Write down the whole listing below again without changing a word.

### Extracted information:
--------------------------------------------------
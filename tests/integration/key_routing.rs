//! Integration test: key routing.
//!
//! Consistent hashing keeps most keys in place when membership changes:
//! a join moves roughly `1/(N+1)` of the keys, all of them onto the new
//! node, and a failure moves only the failed node's keys.

use std::collections::HashMap;

use vigil_integration_tests::{TestCluster, test_keys};
use vigil_ring::Ring;
use vigil_types::NodeId;

/// Keys spread over every node, none with an outsized share.
#[tokio::test]
async fn test_keys_are_spread_across_nodes() {
    let c = TestCluster::new(4).await;
    let keys = test_keys(4000);

    let mut counts: HashMap<NodeId, usize> = HashMap::new();
    for owner in c.owners(&keys).await {
        *counts.entry(owner).or_default() += 1;
    }

    assert_eq!(counts.len(), 4, "every node should own keys");
    for (node, count) in &counts {
        let share = *count as f64 / keys.len() as f64;
        assert!(
            (0.15..=0.35).contains(&share),
            "{node} owns {share:.3} of the keys"
        );
    }
}

/// Lookups are stable for an unchanged membership.
#[tokio::test]
async fn test_routing_is_deterministic() {
    let a = TestCluster::new(5).await;
    let b = TestCluster::new(5).await;
    let keys = test_keys(500);

    let first = a.owners(&keys).await;
    assert_eq!(first, a.owners(&keys).await);
    assert_eq!(first, b.owners(&keys).await, "same members, same routing");
}

/// Joining a fourth node moves about a quarter of the keys, all to it.
#[tokio::test]
async fn test_join_moves_keys_only_to_new_node() {
    let mut c = TestCluster::new(3).await;
    let keys = test_keys(1000);

    let before = c.owners(&keys).await;
    let joined = c.join().await;
    let after = c.owners(&keys).await;

    let new_node = c.node(joined).clone();
    let mut moved = 0;
    for (old, new) in before.iter().zip(&after) {
        if old != new {
            moved += 1;
            assert_eq!(new, &new_node, "keys may only move to the joining node");
        }
    }

    let fraction = moved as f64 / keys.len() as f64;
    assert!(
        (0.15..=0.35).contains(&fraction),
        "expected about 1/4 of keys to move, got {fraction:.3}"
    );
}

/// The ring snapshots before and after a join agree with the live lookups.
#[tokio::test]
async fn test_ring_diff_matches_join() {
    let mut c = TestCluster::new(3).await;
    let keys = test_keys(1000);

    let old_ring = c.coordinator().ring().await;
    let joined = c.join().await;
    let new_ring = c.coordinator().ring().await;

    assert_eq!(old_ring.node_count(), 3);
    assert_eq!(new_ring.node_count(), 4);
    assert_eq!(new_ring.vnode_count(), 400);

    let moves = Ring::diff(&old_ring, &new_ring, &keys);
    assert!(!moves.is_empty());
    for m in &moves {
        assert_eq!(m.to.as_ref(), Some(c.node(joined)), "{m:?}");
        assert!(m.from.is_some());
    }
}

/// When a node fails, only its keys move, and they land exactly where a
/// ring rebuilt without it would send them.
#[tokio::test]
async fn test_failure_moves_only_failed_nodes_keys() {
    let c = TestCluster::new(4).await;
    let keys = test_keys(1000);
    let before = c.owners(&keys).await;
    let failed = c.node(2).clone();

    // Everyone but node 2 keeps heartbeating until it is DEAD.
    for second in 1..=16 {
        c.set_time_secs(second);
        c.heartbeat_all_except(&[2]).await;
    }

    // Positions of the dead node are still on the ring but skipped.
    assert!(c.coordinator().ring().await.contains(&failed));
    let skipped = c.owners(&keys).await;

    for (old, new) in before.iter().zip(&skipped) {
        if old == &failed {
            assert_ne!(new, &failed);
        } else {
            assert_eq!(old, new, "keys of healthy nodes must not move");
        }
    }

    // Rebuilding from the ALIVE set routes every key the same way.
    let summary = c.coordinator().rebalance().await;
    assert_eq!(summary.nodes, 3);
    assert_eq!(summary.positions, 300);
    assert!(!c.coordinator().ring().await.contains(&failed));
    assert_eq!(c.owners(&keys).await, skipped);
}

/// A stand-alone ring built from the same IDs routes like the coordinator.
#[tokio::test]
async fn test_offline_ring_matches_coordinator() {
    let c = TestCluster::new(3).await;
    let keys = test_keys(200);

    let ring = Ring::build(c.node_ids().iter().cloned(), 100);
    let owners = c.owners(&keys).await;
    for (key, owner) in keys.iter().zip(&owners) {
        assert_eq!(ring.owner(key), Some(owner), "key {key}");
    }
}
//! Error types for the cluster crate.

use vigil_types::NodeId;

/// Errors produced by the registry, detector and coordinator.
#[derive(Debug, Clone, PartialEq, Eq, thiserror::Error)]
pub enum ClusterError {
    /// The node has never heartbeated (or was removed).
    #[error("unknown node: {0}")]
    UnknownNode(NodeId),

    /// No alive node owns a position on the ring.
    #[error("no available node")]
    NoAvailableNode,

    /// A gossip peer could not be reached or answered badly.
    #[error("peer {peer} unreachable: {reason}")]
    PeerUnreachable {
        /// The peer address.
        peer: String,
        /// Transport error description.
        reason: String,
    },

    /// A configuration value was rejected before the coordinator started.
    #[error("invalid configuration: {0}")]
    InvalidConfiguration(String),
}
--------------------------------------------------
### Answer section:
filename tests/integration/key_routing.rs
//! Integration test: key routing.
//!
//! Consistent hashing keeps most keys in place when membership changes:
//! a join moves roughly `1/(N+1)` of the keys, all of them onto the new
//! node, and a failure moves only the failed node's keys.

use std::collections::HashMap;

use vigil_integration_tests::{TestCluster, test_keys};
use vigil_ring::Ring;
use vigil_types::NodeId;

/// Keys spread over every node, none with an outsized share.
#[tokio::test]
async fn test_keys_are_spread_across_nodes() {
    let c = TestCluster::new(4).await;
    let keys = test_keys(4000);

    let mut counts: HashMap<NodeId, usize> = HashMap::new();
    for owner in c.owners(&keys).await {
        *counts.entry(owner).or_default() += 1;
    }

    assert_eq!(counts.len(), 4, "every node should own keys");
    for (node, count) in &counts {
        let share = *count as f64 / keys.len() as f64;
        assert!(
            (0.15..=0.35).contains(&share),
            "{node} owns {share:.3} of the keys"
        );
    }
}

/// Lookups are stable for an unchanged membership.
#[tokio::test]
async fn test_routing_is_deterministic() {
    let a = TestCluster::new(5).await;
    let b = TestCluster::new(5).await;
    let keys = test_keys(500);

    let first = a.owners(&keys).await;
    assert_eq!(first, a.owners(&keys).await);
    assert_eq!(first, b.owners(&keys).await, "same members, same routing");
}

/// Joining a fourth node moves about a quarter of the keys, all to it.
#[tokio::test]
async fn test_join_moves_keys_only_to_new_node() {
    let mut c = TestCluster::new(3).await;
    let keys = test_keys(1000);

    let before = c.owners(&keys).await;
    let joined = c.join().await;
    let after = c.owners(&keys).await;

    let new_node = c.node(joined).clone();
    let mut moved = 0;
    for (old, new) in before.iter().zip(&after) {
        if old != new {
            moved += 1;
            assert_eq!(new, &new_node, "keys may only move to the joining node");
        }
    }

    let fraction = moved as f64 / keys.len() as f64;
    assert!(
        (0.15..=0.35).contains(&fraction),
        "expected about 1/4 of keys to move, got {fraction:.3}"
    );
}

/// The ring snapshots before and after a join agree with the live lookups.
#[tokio::test]
async fn test_ring_diff_matches_join() {
    let mut c = TestCluster::new(3).await;
    let keys = test_keys(1000);

    let old_ring = c.coordinator().ring().await;
    let joined = c.join().await;
    let new_ring = c.coordinator().ring().await;

    assert_eq!(old_ring.node_count(), 3);
    assert_eq!(new_ring.node_count(), 4);
    assert_eq!(new_ring.vnode_count(), 400);

    let moves = Ring::diff(&old_ring, &new_ring, &keys);
    assert!(!moves.is_empty());
    for m in &moves {
        assert_eq!(m.to.as_ref(), Some(c.node(joined)), "{m:?}");
        assert!(m.from.is_some());
    }
}

/// When a node fails, only its keys move, and they land exactly where a
/// ring rebuilt without it would send them.
#[tokio::test]
async fn test_failure_moves_only_failed_nodes_keys() {
    let c = TestCluster::new(4).await;
    let keys = test_keys(1000);
    let before = c.owners(&keys).await;
    let failed = c.node(2).clone();

    // Everyone but node 2 keeps heartbeating until it is DEAD.
    for second in 1..=16 {
        c.set_time_secs(second);
        c.heartbeat_all_except(&[2]).await;
    }

    // Positions of the dead node are still on the ring but skipped.
    assert!(c.coordinator().ring().await.contains(&failed));
    let skipped = c.owners(&keys).await;

    for (old, new) in before.iter().zip(&skipped) {
        if old == &failed {
            assert_ne!(new, &failed);
        } else {
            assert_eq!(old, new, "keys of healthy nodes must not move");
        }
    }

    // Rebuilding from the ALIVE set routes every key the same way.
    let summary = c.coordinator().rebalance().await;
    assert_eq!(summary.nodes, 3);
    assert_eq!(summary.positions, 300);
    assert!(!c.coordinator().ring().await.contains(&failed));
    assert_eq!(c.owners(&keys).await, skipped);
}

/// A stand-alone ring built from the same IDs routes like the coordinator.
#[tokio::test]
async fn test_offline_ring_matches_coordinator() {
    let c = TestCluster::new(3).await;
    let keys = test_keys(200);

    let ring = Ring::build(c.node_ids().iter().cloned(), 100);
    let owners = c.owners(&keys).await;
    for (key, owner) in keys.iter().zip(&owners) {
        assert_eq!(ring.owner(key), Some(owner), "key {key}");
    }
}
//! Error types for the cluster crate.

use vigil_types::NodeId;

/// Errors produced by the registry, detector and coordinator.
#[derive(Debug, Clone, PartialEq, Eq, thiserror::Error)]
pub enum ClusterError {
    /// The node has never heartbeated (or was removed).
    #[error("unknown node: {0}")]
    UnknownNode(NodeId),

    /// No alive node owns a position on the ring.
    #[error("no available node")]
    NoAvailableNode,

    /// A gossip peer could not be reached or answered badly.
    #[error("peer {peer} unreachable: {reason}")]
    PeerUnreachable {
        /// The peer address.
        peer: String,
        /// Transport error description.
        reason: String,
    },

    /// A configuration value was rejected before the coordinator started.
    #[error("invalid configuration: {0}")]
    InvalidConfiguration(String),
}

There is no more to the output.